The Pennsylvania House last week passed a new 39-cent tax on the extraction of natural gas. But Senate Republicans do not support the initiative because they believe the “ridiculous” tax rate would push the industry out of the state.

Democrats control the House. They estimate that a severance tax of 39 cents per thousand cubic feet would generate $120.2 million of revenue in fiscal 2011, which began July 1, and $326.1 million in fiscal 2012, according to a fiscal note regarding the legislation.

About two-thirds of the state is made up of the Marcellus Shale region, which holds natural gas in its rock formations.

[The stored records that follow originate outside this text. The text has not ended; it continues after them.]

use crate::api::LocalApi;
use crate::calc::{parse_percentage, DateRange, MonthKey};
use crate::data::AllocationType;
use crate::error::PlanError;
use crate::planner::{AllocationTarget, AssumeYes, PlanMode, Planner, SubmitOutcome};
use anyhow::{bail, Result};
use chrono::{Local, NaiveDate};
use std::str::FromStr;

/// `YYYY-MM=N` as given to `--month`.
#[derive(Clone, Copy, Debug, PartialEq, Eq)]
pub struct MonthAssignment {
    pub key: MonthKey,
    pub percentage: u8,
}

impl FromStr for MonthAssignment {
    type Err = PlanError;

    fn from_str(s: &str) -> Result<Self, Self::Err> {
        let (key, value) = s
            .split_once('=')
            .ok_or_else(|| PlanError::MissingValue(format!("percentage for '{s}'")))?;
        Ok(MonthAssignment {
            key: key.trim().parse()?,
            percentage: parse_percentage(value)?,
        })
    }
}

/// Percentages given on the command line: one value for every month, or one per month.
#[derive(Clone, Debug, PartialEq, Eq)]
pub enum PercentInput {
    Uniform(String),
    PerMonth(Vec<MonthAssignment>),
}

impl PercentInput {
    pub fn from_args(percent: Option<String>, months: Vec<MonthAssignment>) -> Result<Option<Self>> {
        match (percent, months.is_empty()) {
            (Some(_), false) => bail!("use either --percent or --month, not both"),
            (Some(p), true) => Ok(Some(PercentInput::Uniform(p))),
            (None, false) => Ok(Some(PercentInput::PerMonth(months))),
            (None, true) => Ok(None),
        }
    }
}

pub struct CreateArgs {
    pub employee_id: u64,
    pub project_id: Option<u64>,
    pub allocation_type: AllocationType,
    pub start: NaiveDate,
    pub end: NaiveDate,
    pub percent: Option<PercentInput>,
}

pub fn run(args: CreateArgs) -> Result<()> {
    let mut api = LocalApi::open(&crate::data::persistence::get_data_dir()?)?;
    let today = Local::now().date_naive();
    let outcome = create(&mut api, args, today)?;
    write_outcome(&outcome, &mut std::io::stdout())
}

pub(crate) fn create(api: &mut LocalApi, args: CreateArgs, today: NaiveDate) -> Result<SubmitOutcome> {
    let mut planner = Planner::new(today);
    planner.open_create(AllocationTarget {
        employee_id: Some(args.employee_id),
        project_id: args.project_id,
        allocation_type: args.allocation_type,
    });
    // A fresh form has nothing to discard, so no prompt is ever needed here
    planner.change_range(DateRange::new(args.start, args.end), &mut AssumeYes)?;

    match args.percent {
        Some(PercentInput::Uniform(raw)) => {
            planner.set_uniform(i64::from(parse_percentage(&raw)?))?;
        }
        Some(PercentInput::PerMonth(months)) => {
            planner.change_mode(PlanMode::PerMonth, &mut AssumeYes)?;
            for m in months {
                planner.set_month_value(m.key, i64::from(m.percentage))?;
            }
        }
        None => bail!("a percentage is required: pass --percent N or --month YYYY-MM=N"),
    }

    match planner.submit(api)? {
        SubmitOutcome::Failed(msg) => bail!("backend rejected the allocation: {msg}"),
        outcome => Ok(outcome),
    }
}

pub(crate) fn write_outcome<W: std::io::Write>(outcome: &SubmitOutcome, out: &mut W) -> Result<()> {
    match outcome {
        SubmitOutcome::Created(a) => writeln!(out, "Created allocation #{}.", a.id)?,
        SubmitOutcome::Updated(a) => writeln!(out, "Updated allocation #{}.", a.id)?,
        SubmitOutcome::NoChanges => writeln!(out, "No changes.")?,
        SubmitOutcome::Failed(msg) => writeln!(out, "Save failed: {msg}")?,
    }
    Ok(())
}
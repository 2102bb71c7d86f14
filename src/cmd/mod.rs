pub mod allocations;
pub mod create;
pub mod delete;
pub mod directory;
pub mod form;
pub mod init;
pub mod months;
pub mod update;
use crate::data::{AllocationData, AppSettings, DirectoryData, Employee, Manager, Persistable, Project};
use anyhow::{Context, Result};
use std::fs;
use std::path::Path;

pub fn run() -> Result<()> {
    let dir = crate::data::persistence::get_data_dir()?;
    fs::create_dir_all(&dir)
        .with_context(|| format!("failed to create data directory {}", dir.display()))?;
    run_in_dir(&dir)?;
    println!("Data files initialized successfully.");
    Ok(())
}

/// Writes all default data files into `dir`. Exposed for unit testing.
pub(crate) fn run_in_dir(dir: &Path) -> Result<()> {
    AppSettings::default().save_to(dir)?;
    seed_directory().save_to(dir)?;
    AllocationData {
        next_id: 1,
        allocations: Vec::new(),
    }
    .save_to(dir)?;
    tracing::info!(dir = %dir.display(), "data files initialized");
    Ok(())
}

fn employee(id: u64, name: &str, email: &str, manager_id: u64) -> Employee {
    Employee {
        id,
        name: name.to_string(),
        email: email.to_string(),
        manager_id: Some(manager_id),
    }
}

fn project(id: u64, name: &str, client: Option<&str>) -> Project {
    Project {
        id,
        name: name.to_string(),
        client: client.map(str::to_string),
    }
}

fn seed_directory() -> DirectoryData {
    DirectoryData {
        employees: vec![
            employee(1, "Ada Lovelace", "ada.lovelace@example.com", 1),
            employee(2, "Grace Hopper", "grace.hopper@example.com", 1),
            employee(3, "Alan Turing", "alan.turing@example.com", 2),
            employee(4, "Katherine Johnson", "katherine.johnson@example.com", 2),
        ],
        projects: vec![
            project(1, "Guidance Computer", Some("Apollo Program")),
            project(2, "Compiler Rewrite", None),
            project(3, "Data Platform", Some("Northwind")),
        ],
        managers: vec![
            Manager {
                id: 1,
                name: "Margaret Hamilton".to_string(),
            },
            Manager {
                id: 2,
                name: "Dennis Ritchie".to_string(),
            },
        ],
    }
}
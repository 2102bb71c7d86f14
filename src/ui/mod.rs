pub mod debounce;
pub mod planner_view;

use anyhow::Result;
use crossterm::{
    execute,
    terminal::{disable_raw_mode, enable_raw_mode, EnterAlternateScreen, LeaveAlternateScreen},
};
use ratatui::{backend::CrosstermBackend, Terminal};
use std::io::{self, Stdout};

pub type Tui = Terminal<CrosstermBackend<Stdout>>;

pub fn setup_terminal() -> Result<Tui> {
    enable_raw_mode()?;
    let mut stdout = io::stdout();
    execute!(stdout, EnterAlternateScreen)?;
    let terminal = Terminal::new(CrosstermBackend::new(stdout))?;
    Ok(terminal)
}

pub fn restore_terminal(terminal: &mut Tui) -> Result<()> {
    disable_raw_mode()?;
    execute!(terminal.backend_mut(), LeaveAlternateScreen)?;
    terminal.show_cursor()?;
    Ok(())
}

/// Puts the terminal back before the default hook prints the panic.
pub fn install_panic_hook() {
    let original_hook = std::panic::take_hook();
    std::panic::set_hook(Box::new(move |info| {
        let _ = disable_raw_mode();
        let _ = execute!(io::stdout(), LeaveAlternateScreen);
        original_hook(info);
    }));
}
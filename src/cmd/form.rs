use crate::api::{AllocationApi, LocalApi};
use crate::cmd::create::write_outcome;
use crate::data::{persistence::get_data_dir, AppSettings};
use crate::ui::planner_view::{run_app, App};
use crate::ui::{install_panic_hook, restore_terminal, setup_terminal};
use anyhow::Result;
use chrono::Local;

/// Opens the allocation form: a blank one, or the allocation `edit_id` for editing.
pub fn run(edit_id: Option<u64>) -> Result<()> {
    let settings = AppSettings::load()?;
    let mut api = LocalApi::open(&get_data_dir()?)?;
    let today = Local::now().date_naive();
    let existing = edit_id.map(|id| api.allocation(id)).transpose()?;

    let mut app = match &existing {
        Some(allocation) => App::new_edit(&mut api, &settings, today, allocation)?,
        None => App::new_create(&mut api, &settings, today)?,
    };

    install_panic_hook();
    let mut terminal = setup_terminal()?;
    let result = run_app(&mut terminal, &mut app);
    restore_terminal(&mut terminal)?;
    result?;

    match app.outcome() {
        Some(outcome) => write_outcome(outcome, &mut std::io::stdout()),
        None => {
            println!("Form closed without saving.");
            Ok(())
        }
    }
}
use crate::calc::{derive_month_list, mark_past, DateRange, MonthEntry};
use anyhow::Result;
use chrono::{Local, NaiveDate};

/// Prints the months a date range covers. With `edit`, past months are flagged
/// the way the edit form locks them.
pub fn run(start: NaiveDate, end: NaiveDate, edit: bool, json: bool) -> Result<()> {
    let today = Local::now().date_naive();
    let months = months_for(start, end, edit, today)?;
    let mut out = std::io::stdout();
    if json {
        serde_json::to_writer_pretty(&mut out, &months)?;
        println!();
        Ok(())
    } else {
        write_months(&months, &mut out)
    }
}

pub(crate) fn months_for(
    start: NaiveDate,
    end: NaiveDate,
    edit: bool,
    today: NaiveDate,
) -> Result<Vec<MonthEntry>> {
    let mut months = derive_month_list(&DateRange::new(start, end))?;
    if edit {
        mark_past(&mut months, today);
    }
    Ok(months)
}

pub(crate) fn write_months<W: std::io::Write>(months: &[MonthEntry], out: &mut W) -> Result<()> {
    writeln!(out, "Months")?;
    writeln!(out, "---")?;
    for m in months {
        let flag = if m.locked() { "past" } else { "" };
        writeln!(out, "  {:<9} {:<10} {}", m.key, m.label, flag)?;
    }
    writeln!(out, "---")?;
    writeln!(out, "Total: {} month(s)", months.len())?;
    Ok(())
}
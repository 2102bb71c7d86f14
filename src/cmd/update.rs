use crate::api::{AllocationApi, LocalApi};
use crate::calc::{parse_percentage, DateRange};
use crate::cmd::create::{write_outcome, PercentInput};
use crate::data::AllocationType;
use crate::planner::{AssumeYes, Confirm, PlanMode, Planner, PromptConfirm, SubmitOutcome};
use anyhow::{bail, Result};
use chrono::{Local, NaiveDate};

pub struct UpdateArgs {
    pub id: u64,
    pub start: Option<NaiveDate>,
    pub end: Option<NaiveDate>,
    pub allocation_type: Option<AllocationType>,
    pub project_id: Option<u64>,
    pub percent: Option<PercentInput>,
}

pub fn run(args: UpdateArgs, yes: bool) -> Result<()> {
    let mut api = LocalApi::open(&crate::data::persistence::get_data_dir()?)?;
    let today = Local::now().date_naive();
    let mut confirm: Box<dyn Confirm> = if yes {
        Box::new(AssumeYes)
    } else {
        Box::new(PromptConfirm::new())
    };
    match update(&mut api, args, today, confirm.as_mut())? {
        Some(outcome) => write_outcome(&outcome, &mut std::io::stdout()),
        None => {
            println!("Update cancelled.");
            Ok(())
        }
    }
}

/// Applies the requested edits through the planner. `None` means the user
/// declined a change that would have discarded entered percentages.
pub(crate) fn update(
    api: &mut LocalApi,
    args: UpdateArgs,
    today: NaiveDate,
    confirm: &mut dyn Confirm,
) -> Result<Option<SubmitOutcome>> {
    let existing = api.allocation(args.id)?;
    let mut planner = Planner::new(today);
    planner.open_edit(&existing)?;

    if let Some(allocation_type) = args.allocation_type {
        planner.set_allocation_type(allocation_type)?;
    }
    if let Some(project_id) = args.project_id {
        planner.set_project(Some(project_id))?;
    }

    if args.start.is_some() || args.end.is_some() {
        let current = planner.range();
        let range = DateRange {
            start: args.start.or(current.start),
            end: args.end.or(current.end),
        };
        if !planner.change_range(range, confirm)? {
            return Ok(None);
        }
    }

    match args.percent {
        Some(PercentInput::Uniform(raw)) => {
            let pct = parse_percentage(&raw)?;
            if !planner.change_mode(PlanMode::Uniform, confirm)? {
                return Ok(None);
            }
            planner.set_uniform(i64::from(pct))?;
        }
        Some(PercentInput::PerMonth(months)) => {
            planner.change_mode(PlanMode::PerMonth, confirm)?;
            for m in months {
                planner.set_month_value(m.key, i64::from(m.percentage))?;
            }
        }
        None => {}
    }

    match planner.submit(api)? {
        SubmitOutcome::Failed(msg) => bail!("backend rejected the update: {msg}"),
        outcome => Ok(Some(outcome)),
    }
}

#[cfg(test)]
mod tests {
    use super::*;
    use crate::calc::MonthKey;
    use crate::cmd::create::tests::{args as create_args, d, make_api};
    use crate::cmd::create::{create, MonthAssignment};
    use crate::data::Allocation;
    use crate::error::PlanError;

    fn mk(y: i32, m: u32) -> MonthKey {
        MonthKey::new(y, m).unwrap()
    }

    fn edit(id: u64) -> UpdateArgs {
        UpdateArgs {
            id,
            start: None,
            end: None,
            allocation_type: None,
            project_id: None,
            percent: None,
        }
    }

    fn months(list: &[&str]) -> PercentInput {
        PercentInput::PerMonth(
            list.iter()
                .map(|s| s.parse::<MonthAssignment>().unwrap())
                .collect(),
        )
    }

    /// Jan-Mar 2025 per-month allocation created on Jan 1st.
    fn seed_per_month(api: &mut LocalApi) -> Allocation {
        let percent = months(&["2025-01=50", "2025-02=50", "2025-03=50"]);
        match create(api, create_args(Some(percent)), d(2025, 1, 1)).unwrap() {
            SubmitOutcome::Created(a) => a,
            other => panic!("unexpected {other:?}"),
        }
    }

    #[test]
    fn test_no_edits_is_noop() {
        let mut api = make_api();
        let a = seed_per_month(&mut api);
        let outcome = update(&mut api, edit(a.id), d(2025, 1, 5), &mut AssumeYes).unwrap();
        assert_eq!(outcome, Some(SubmitOutcome::NoChanges));
    }

    #[test]
    fn test_change_one_month() {
        let mut api = make_api();
        let a = seed_per_month(&mut api);
        let mut args = edit(a.id);
        args.percent = Some(months(&["2025-03=20"]));
        update(&mut api, args, d(2025, 1, 5), &mut AssumeYes).unwrap();
        let stored = api.allocation(a.id).unwrap();
        assert_eq!(stored.percentage_for(mk(2025, 1)), Some(50));
        assert_eq!(stored.percentage_for(mk(2025, 3)), Some(20));
    }

    #[test]
    fn test_past_month_is_locked() {
        let mut api = make_api();
        let a = seed_per_month(&mut api);
        let mut args = edit(a.id);
        args.percent = Some(months(&["2025-01=20"]));
        let err = update(&mut api, args, d(2025, 2, 10), &mut AssumeYes).unwrap_err();
        assert_eq!(
            err.downcast_ref::<PlanError>(),
            Some(&PlanError::LockedMonth(mk(2025, 1)))
        );
    }

    #[test]
    fn test_shrinking_declined_leaves_store_untouched() {
        let mut api = make_api();
        let a = seed_per_month(&mut api);
        let mut args = edit(a.id);
        args.end = Some(d(2025, 1, 31));
        let mut asked = Vec::new();
        let mut decline = |prompt: &str| {
            asked.push(prompt.to_string());
            false
        };
        let outcome = update(&mut api, args, d(2025, 1, 5), &mut decline).unwrap();
        assert_eq!(outcome, None);
        assert_eq!(asked.len(), 1);
        assert!(asked[0].contains("Feb 2025, Mar 2025"));
        assert_eq!(api.allocation(a.id).unwrap(), a);
    }

    #[test]
    fn test_shrinking_accepted_updates_range() {
        let mut api = make_api();
        let a = seed_per_month(&mut api);
        let mut args = edit(a.id);
        args.end = Some(d(2025, 1, 31));
        let outcome = update(&mut api, args, d(2025, 1, 5), &mut AssumeYes).unwrap();
        let Some(SubmitOutcome::Updated(updated)) = outcome else {
            panic!("expected update");
        };
        assert_eq!(updated.end_date, d(2025, 1, 31));
        assert_eq!(updated.monthly_allocations.len(), 1);
    }

    #[test]
    fn test_switch_to_uniform_needs_confirmation() {
        let mut api = make_api();
        let a = seed_per_month(&mut api);
        let mut args = edit(a.id);
        args.percent = Some(PercentInput::Uniform("30".into()));
        let mut no = |_: &str| false;
        assert_eq!(update(&mut api, args, d(2025, 1, 5), &mut no).unwrap(), None);

        let mut args = edit(a.id);
        args.percent = Some(PercentInput::Uniform("30".into()));
        let Some(SubmitOutcome::Updated(updated)) =
            update(&mut api, args, d(2025, 1, 5), &mut AssumeYes).unwrap()
        else {
            panic!("expected update");
        };
        assert_eq!(updated.current_month_allocation, Some(30));
        assert!(updated.monthly_allocations.is_empty());
    }

    #[test]
    fn test_switch_to_uniform_keeps_past_months() {
        let mut api = make_api();
        let a = seed_per_month(&mut api);
        let mut args = edit(a.id);
        args.percent = Some(PercentInput::Uniform("30".into()));
        let mut prompt = String::new();
        let mut accept = |p: &str| {
            prompt = p.to_string();
            true
        };
        update(&mut api, args, d(2025, 2, 10), &mut accept).unwrap();
        assert!(prompt.contains("Feb 2025, Mar 2025"));
        assert!(!prompt.contains("Jan 2025"));

        let stored = api.allocation(a.id).unwrap();
        assert_eq!(stored.percentage_for(mk(2025, 1)), Some(50));
        assert_eq!(stored.percentage_for(mk(2025, 2)), Some(30));
        assert_eq!(stored.percentage_for(mk(2025, 3)), Some(30));
    }

    #[test]
    fn test_extending_uniform_range() {
        let mut api = make_api();
        let created = create(
            &mut api,
            create_args(Some(PercentInput::Uniform("40".into()))),
            d(2025, 1, 1),
        )
        .unwrap();
        let SubmitOutcome::Created(a) = created else {
            panic!("expected create");
        };
        let mut args = edit(a.id);
        args.end = Some(d(2025, 5, 31));
        update(&mut api, args, d(2025, 1, 5), &mut AssumeYes).unwrap();
        let stored = api.allocation(a.id).unwrap();
        assert_eq!(stored.percentage_for(mk(2025, 5)), Some(40));
    }

    #[test]
    fn test_unknown_id_is_an_error() {
        let mut api = make_api();
        let err = update(&mut api, edit(404), d(2025, 1, 1), &mut AssumeYes).unwrap_err();
        assert!(err.to_string().contains("allocation 404 not found"));
    }
}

Senate President Joe Scarnati last week said the Senate would not take up the measure because the “punitive” tax rate would discourage companies from wanting to extract natural gas.

“I think they built all their assumptions on revenue on a very false premise that the industry is going to continue to invest here,” Scarnati said during a press conference. “And I think that we’re going to see diminished returns if this bill should make it to the goal line. It won’t, in my view. The tax rate is totally unacceptable.”

Senate Republicans are seeking a lower tax rate on natural gas extraction, similar to the Arkansas model in which companies pay an initial 1.5% tax to access gas reserves for two to three years. Rates then rise to up to 5%, depending upon a particular well’s production levels.

From fiscal 2011 through fiscal 2013, the House initiative would direct the first $75 million of revenue into a natural gas severance-tax account, with $70 million going to the general fund.

The remaining revenue, and all revenue collected in fiscal 2014 and beyond, would then be allocated: 40% to the ­general fund, 16% to counties and municipalities ­affected by natural gas drilling, and 44% for environmental initiatives.

The House passed the plan on Wednesday on a vote of 106 to 92.